(TASK DESCRIPTION):
Report back every line below that carries the word "head".

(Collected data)
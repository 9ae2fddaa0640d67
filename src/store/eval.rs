// src/store/eval.rs

//! In-process execution of aggregation pipelines over JSON documents.

use std::{cmp::Ordering, collections::HashMap};

use serde_json::Value;

use super::{
    Document,
    pipeline::{Expr, Lookup, ProjectField, Projection, SortOrder, Stage},
};

/// Read access to the collections a pipeline may join against.
pub trait CollectionSource {
    fn collection(&self, name: &str) -> &[Document];
}

impl CollectionSource for HashMap<String, Vec<Document>> {
    fn collection(&self, name: &str) -> &[Document] {
        self.get(name).map(Vec::as_slice).unwrap_or(&[])
    }
}

/// Runs `pipeline` over `input`, resolving lookups through `source`.
pub fn run_pipeline(
    pipeline: &[Stage],
    input: Vec<Document>,
    source: &dyn CollectionSource,
) -> Vec<Document> {
    pipeline
        .iter()
        .fold(input, |rows, stage| run_stage(stage, rows, source))
}

fn run_stage(stage: &Stage, rows: Vec<Document>, source: &dyn CollectionSource) -> Vec<Document> {
    match stage {
        Stage::Match(filter) => rows.into_iter().filter(|d| filter.matches(d)).collect(),
        Stage::Search { query, paths } => {
            let terms: Vec<String> = query.split_whitespace().map(str::to_lowercase).collect();
            if terms.is_empty() {
                return rows;
            }
            rows.into_iter()
                .filter(|d| search_matches(d, &terms, paths))
                .collect()
        }
        Stage::Lookup(lookup) => rows
            .into_iter()
            .map(|d| join(d, lookup, source))
            .collect(),
        Stage::Unwind(path) => rows.into_iter().flat_map(|d| unwind(d, path)).collect(),
        Stage::AddFields(fields) => rows
            .into_iter()
            .map(|mut d| {
                for (field, expr) in fields {
                    match evaluate(expr, &d) {
                        Some(value) => set_path(&mut d, field, value),
                        None => remove_path(&mut d, field),
                    }
                }
                d
            })
            .collect(),
        Stage::Project(projection) => rows
            .iter()
            .map(|d| project(d, projection, d))
            .collect(),
        Stage::Sort(keys) => {
            let mut rows = rows;
            // `sort_by` is stable: equal keys keep their incoming order.
            rows.sort_by(|a, b| {
                keys.iter()
                    .map(|(field, order)| {
                        let left = resolve_path(a, field).unwrap_or(Value::Null);
                        let right = resolve_path(b, field).unwrap_or(Value::Null);
                        let ord = compare_values(&left, &right);
                        match order {
                            SortOrder::Asc => ord,
                            SortOrder::Desc => ord.reverse(),
                        }
                    })
                    .find(|ord| *ord != Ordering::Equal)
                    .unwrap_or(Ordering::Equal)
            });
            rows
        }
        Stage::Skip(n) => rows.into_iter().skip(to_usize(*n)).collect(),
        Stage::Limit(n) => rows.into_iter().take(to_usize(*n)).collect(),
        Stage::Count(field) => {
            if rows.is_empty() {
                return Vec::new();
            }
            let mut counted = Document::new();
            counted.insert(field.clone(), Value::from(rows.len() as u64));
            vec![counted]
        }
    }
}

fn to_usize(n: u64) -> usize {
    usize::try_from(n).unwrap_or(usize::MAX)
}

/// Resolves a dotted path. Traversing an array maps the remaining path over its elements.
pub fn resolve_path(doc: &Document, path: &str) -> Option<Value> {
    let mut segments = path.split('.');
    let first = segments.next()?;
    let mut current = doc.get(first)?.clone();
    for segment in segments {
        current = step(&current, segment)?;
    }
    Some(current)
}

fn step(value: &Value, key: &str) -> Option<Value> {
    match value {
        Value::Object(map) => map.get(key).cloned(),
        Value::Array(items) => Some(Value::Array(
            items.iter().filter_map(|item| step(item, key)).collect(),
        )),
        _ => None,
    }
}

fn set_path(doc: &mut Document, path: &str, value: Value) {
    match path.split_once('.') {
        None => {
            doc.insert(path.to_string(), value);
        }
        Some((head, rest)) => {
            let entry = doc
                .entry(head.to_string())
                .or_insert_with(|| Value::Object(Document::new()));
            if !entry.is_object() {
                *entry = Value::Object(Document::new());
            }
            if let Value::Object(inner) = entry {
                set_path(inner, rest, value);
            }
        }
    }
}

fn remove_path(doc: &mut Document, path: &str) {
    match path.split_once('.') {
        None => {
            doc.remove(path);
        }
        Some((head, rest)) => {
            if let Some(Value::Object(inner)) = doc.get_mut(head) {
                remove_path(inner, rest);
            }
        }
    }
}

fn search_matches(doc: &Document, terms: &[String], paths: &[String]) -> bool {
    paths.iter().any(|path| match resolve_path(doc, path) {
        Some(Value::String(text)) => {
            let text = text.to_lowercase();
            terms.iter().any(|term| text.contains(term.as_str()))
        }
        _ => false,
    })
}

fn join(mut doc: Document, lookup: &Lookup, source: &dyn CollectionSource) -> Document {
    let local = resolve_path(&doc, &lookup.local_field);
    let matched: Vec<Document> = match local {
        None | Some(Value::Null) => Vec::new(),
        Some(local) => source
            .collection(&lookup.from)
            .iter()
            .filter(|foreign| {
                resolve_path(foreign, &lookup.foreign_field)
                    .is_some_and(|value| keys_match(&local, &value))
            })
            .cloned()
            .collect(),
    };

    let joined = run_pipeline(&lookup.pipeline, matched, source);
    set_path(
        &mut doc,
        &lookup.as_field,
        Value::Array(joined.into_iter().map(Value::Object).collect()),
    );
    doc
}

fn keys_match(local: &Value, foreign: &Value) -> bool {
    match (local, foreign) {
        (Value::Array(items), _) => items.iter().any(|item| keys_match(item, foreign)),
        (_, Value::Array(items)) => items.contains(local),
        _ => local == foreign,
    }
}

fn unwind(doc: Document, path: &str) -> Vec<Document> {
    match resolve_path(&doc, path) {
        Some(Value::Array(items)) => items
            .into_iter()
            .map(|item| {
                let mut row = doc.clone();
                set_path(&mut row, path, item);
                row
            })
            .collect(),
        None | Some(Value::Null) => Vec::new(),
        Some(_) => vec![doc],
    }
}

/// Evaluates an expression against a row. `None` means the field is absent.
pub fn evaluate(expr: &Expr, doc: &Document) -> Option<Value> {
    match expr {
        Expr::Field(path) => resolve_path(doc, path),
        Expr::Literal(value) => Some(value.clone()),
        Expr::Size(path) => {
            let len = match resolve_path(doc, path) {
                Some(Value::Array(items)) => items.len(),
                _ => 0,
            };
            Some(Value::from(len as u64))
        }
        Expr::Contains { value, path } => {
            let found = match resolve_path(doc, path) {
                Some(Value::Array(items)) => items.contains(value),
                _ => false,
            };
            Some(Value::Bool(found))
        }
        Expr::First(path) => match resolve_path(doc, path)? {
            Value::Array(items) => items.into_iter().next(),
            other => Some(other),
        },
    }
}

fn project(doc: &Document, projection: &Projection, root: &Document) -> Document {
    let mut out = Document::new();
    if !projection.exclude_id {
        if let Some(id) = doc.get("_id") {
            out.insert("_id".to_string(), id.clone());
        }
    }

    for (field, kind) in &projection.fields {
        let value = match kind {
            ProjectField::Include => doc.get(field).cloned(),
            ProjectField::Nested(inner) => match doc.get(field) {
                Some(Value::Object(map)) => Some(Value::Object(project(map, inner, root))),
                Some(Value::Array(items)) => Some(Value::Array(
                    items
                        .iter()
                        .filter_map(Value::as_object)
                        .map(|item| Value::Object(project(item, inner, root)))
                        .collect(),
                )),
                // Scalar or missing fields are rebuilt from the computed entries alone.
                _ if inner.has_computed() => {
                    Some(Value::Object(project(&Document::new(), inner, root)))
                }
                _ => None,
            },
            // Computed paths resolve from the top-level row, even inside nested projections.
            ProjectField::Computed(expr) => evaluate(expr, root),
        };
        if let Some(value) = value {
            out.insert(field.clone(), value);
        }
    }
    out
}

fn type_rank(value: &Value) -> u8 {
    match value {
        Value::Null => 0,
        Value::Number(_) => 1,
        Value::String(_) => 2,
        Value::Object(_) => 3,
        Value::Array(_) => 4,
        Value::Bool(_) => 5,
    }
}

/// Total order across JSON values: null < numbers < strings < objects < arrays < booleans.
pub fn compare_values(a: &Value, b: &Value) -> Ordering {
    match (a, b) {
        (Value::Number(x), Value::Number(y)) => {
            let x = x.as_f64().unwrap_or(0.0);
            let y = y.as_f64().unwrap_or(0.0);
            x.partial_cmp(&y).unwrap_or(Ordering::Equal)
        }
        (Value::String(x), Value::String(y)) => x.cmp(y),
        (Value::Bool(x), Value::Bool(y)) => x.cmp(y),
        (Value::Array(x), Value::Array(y)) => x.len().cmp(&y.len()),
        _ => type_rank(a).cmp(&type_rank(b)),
    }
}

(PROBLEM SOLUTION):
        Some((head, rest)) => {
                .entry(head.to_string())
        Some((head, rest)) => {
            if let Some(Value::Object(inner)) = doc.get_mut(head) {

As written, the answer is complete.